Exercise directions → The answer must consist of every line from the entries below that contains the word "async".

(Beginning of Data supplied)

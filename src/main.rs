//! Agent Wallet CLI
//!
//! Inspect, manage and use the wallets known to the wallet manager.
//! Results go to stdout as pretty JSON; logs go to stderr.

use agent_wallet::chain;
use agent_wallet::config::REMOTE_API_KEY_ENV;
use agent_wallet::{
    Error, ManagerSettings, Result, TxRequest, WalletBackend, WalletManager, WalletRecord,
};
use alloy::primitives::{Address, Bytes, U256};
use clap::{Parser, Subcommand, ValueEnum};
use serde::Serialize;
use std::path::PathBuf;
use tracing_subscriber::{fmt, prelude::*, EnvFilter};

#[derive(Parser)]
#[command(name = "agent-wallet")]
#[command(about = "Multi-backend wallet for DeFi agents")]
struct Cli {
    #[command(subcommand)]
    command: Commands,

    /// Path to the wallets config file
    #[arg(short, long, global = true)]
    config: Option<PathBuf>,

    /// Enable verbose logging
    #[arg(short, long, global = true)]
    verbose: bool,

    /// Emit logs as JSON
    #[arg(long, global = true)]
    json: bool,
}

#[derive(Subcommand)]
enum Commands {
    /// List wallets with their addresses and chains
    List,

    /// Print a wallet's address
    Address {
        /// Wallet nickname (defaults to the default wallet)
        #[arg(short, long)]
        wallet: Option<String>,

        /// Solana address instead (remote agent wallets only)
        #[arg(long)]
        solana: bool,
    },

    /// Add a wallet to the config file
    Add {
        nickname: String,

        #[arg(short, long, value_enum)]
        source: SourceArg,

        /// Local key file path
        #[arg(long)]
        path: Option<PathBuf>,

        /// Remote agent API key (defaults to BANKR_API_KEY)
        #[arg(long)]
        api_key: Option<String>,

        /// Remote agent API URL
        #[arg(long)]
        api_url: Option<String>,

        /// Environment variable holding the private key
        #[arg(long)]
        env_var: Option<String>,

        /// Expected address (env wallets)
        #[arg(long)]
        address: Option<String>,

        /// Restrict the wallet to these chains
        #[arg(long = "chain")]
        chains: Vec<String>,
    },

    /// Rename a wallet
    Rename { from: String, to: String },

    /// Remove a wallet
    Remove { nickname: String },

    /// Make a wallet the default
    SetDefault { nickname: String },

    /// Execute a raw transaction
    Send {
        #[arg(short, long)]
        wallet: Option<String>,

        /// Target address
        #[arg(long)]
        to: String,

        /// Calldata (hex encoded)
        #[arg(long, default_value = "0x")]
        data: String,

        /// Value in wei
        #[arg(long, default_value = "0")]
        value: String,

        /// Chain, prefixed or bare (e.g. base, 0x2105.base)
        #[arg(long)]
        chain: String,

        /// Wait for the receipt (key-holding wallets)
        #[arg(long)]
        wait: bool,
    },

    /// Show how a chain identifier normalizes
    Chain { id: String },
}

#[derive(Clone, Copy, ValueEnum)]
enum SourceArg {
    LocalKey,
    Env,
    RemoteAgent,
}

#[derive(Serialize)]
#[serde(rename_all = "camelCase")]
struct ChainReport {
    input: String,
    normalized: String,
    prefixed: String,
    evm_chain_id: Option<u64>,
    remote_agent_supported: bool,
}

#[tokio::main]
async fn main() -> Result<()> {
    // Load .env file if present (ignore if not found)
    dotenvy::dotenv().ok();

    let cli = Cli::parse();

    let filter = if cli.verbose {
        EnvFilter::new("debug")
    } else {
        EnvFilter::try_from_default_env().unwrap_or_else(|_| EnvFilter::new("info"))
    };
    let subscriber = tracing_subscriber::registry().with(filter);
    if cli.json {
        subscriber
            .with(fmt::layer().json().with_writer(std::io::stderr))
            .init();
    } else {
        subscriber.with(fmt::layer().with_writer(std::io::stderr)).init();
    }

    if let Commands::Chain { id } = &cli.command {
        return print_json(&ChainReport {
            input: id.clone(),
            normalized: chain::normalize(id),
            prefixed: chain::to_prefixed(id),
            evm_chain_id: chain::evm_chain_id(id),
            remote_agent_supported: chain::is_supported_by_remote_agent(id),
        });
    }

    let mut settings = ManagerSettings::from_env()?;
    if let Some(path) = cli.config {
        settings.config_path = path;
    }
    let manager = WalletManager::new(settings);

    match cli.command {
        Commands::List => print_json(&manager.list_wallets().await)?,
        Commands::Address { wallet, solana } => {
            let backend = manager.resolve(wallet.as_deref()).await?;
            let address = if solana {
                let remote = backend.as_remote().ok_or_else(|| {
                    Error::InvalidArgument(format!(
                        "Wallet \"{}\" has no Solana address",
                        backend.nickname()
                    ))
                })?;
                remote.solana_address().await?
            } else {
                backend.address().await?.to_checksum(None)
            };
            print_json(&serde_json::json!({
                "wallet": backend.nickname(),
                "address": address,
            }))?;
        }
        Commands::Add {
            nickname,
            source,
            path,
            api_key,
            api_url,
            env_var,
            address,
            chains,
        } => {
            let mut record = match source {
                SourceArg::LocalKey => WalletRecord::local_key(path),
                SourceArg::Env => WalletRecord::env(address, None, env_var),
                SourceArg::RemoteAgent => {
                    let api_key = api_key
                        .or_else(|| std::env::var(REMOTE_API_KEY_ENV).ok())
                        .ok_or_else(|| {
                            Error::InvalidArgument(format!(
                                "--api-key or {} is required",
                                REMOTE_API_KEY_ENV
                            ))
                        })?;
                    WalletRecord::remote_agent(api_key, api_url)
                }
            };
            if !chains.is_empty() {
                record = record.with_chains(chains);
            }
            manager.add_wallet(&nickname, record).await?;
            print_json(&serde_json::json!({ "added": nickname.to_lowercase() }))?;
        }
        Commands::Rename { from, to } => {
            manager.rename_wallet(&from, &to).await?;
            print_json(&serde_json::json!({
                "renamed": { "from": from.to_lowercase(), "to": to.to_lowercase() }
            }))?;
        }
        Commands::Remove { nickname } => {
            manager.remove_wallet(&nickname).await?;
            print_json(&serde_json::json!({
                "removed": nickname.to_lowercase(),
                "default": manager.default_wallet_name().await,
            }))?;
        }
        Commands::SetDefault { nickname } => {
            manager.set_default_wallet(&nickname).await?;
            print_json(&serde_json::json!({ "default": nickname.to_lowercase() }))?;
        }
        Commands::Send {
            wallet,
            to,
            data,
            value,
            chain,
            wait,
        } => {
            let backend = manager.resolve(wallet.as_deref()).await?;
            run_send(&backend, &to, &data, &value, &chain, wait).await?;
        }
        Commands::Chain { .. } => {}
    }

    Ok(())
}

async fn run_send(
    backend: &WalletBackend,
    to: &str,
    data: &str,
    value: &str,
    chain_id: &str,
    wait: bool,
) -> Result<()> {
    let to: Address = to
        .parse()
        .map_err(|e| Error::InvalidArgument(format!("Invalid --to address: {}", e)))?;
    let data: Bytes = data
        .parse()
        .map_err(|e| Error::InvalidArgument(format!("Invalid --data: {}", e)))?;
    let value: U256 = value
        .parse()
        .map_err(|e| Error::InvalidArgument(format!("Invalid --value: {}", e)))?;

    let tx = TxRequest::new(to, data, value, chain_id);
    tracing::info!(
        wallet = %backend.nickname(),
        kind = %backend.kind(),
        to = %to,
        chain = %chain_id,
        "Sending transaction"
    );
    let hash = backend.send_transaction(&tx).await?;

    let receipt = match (wait, backend) {
        (true, WalletBackend::LocalKey(b)) => Some(b.wait_for_transaction(hash, chain_id).await?),
        (true, WalletBackend::Env(b)) => Some(b.wait_for_transaction(hash, chain_id).await?),
        _ => None,
    };

    print_json(&serde_json::json!({
        "wallet": backend.nickname(),
        "transactionHash": hash,
        "receipt": receipt,
    }))
}

fn print_json<T: Serialize>(value: &T) -> Result<()> {
    println!("{}", serde_json::to_string_pretty(value)?);
    Ok(())
}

(End of Data supplied)

The completed task →
async fn main() -> Result<()> {
async fn run_send(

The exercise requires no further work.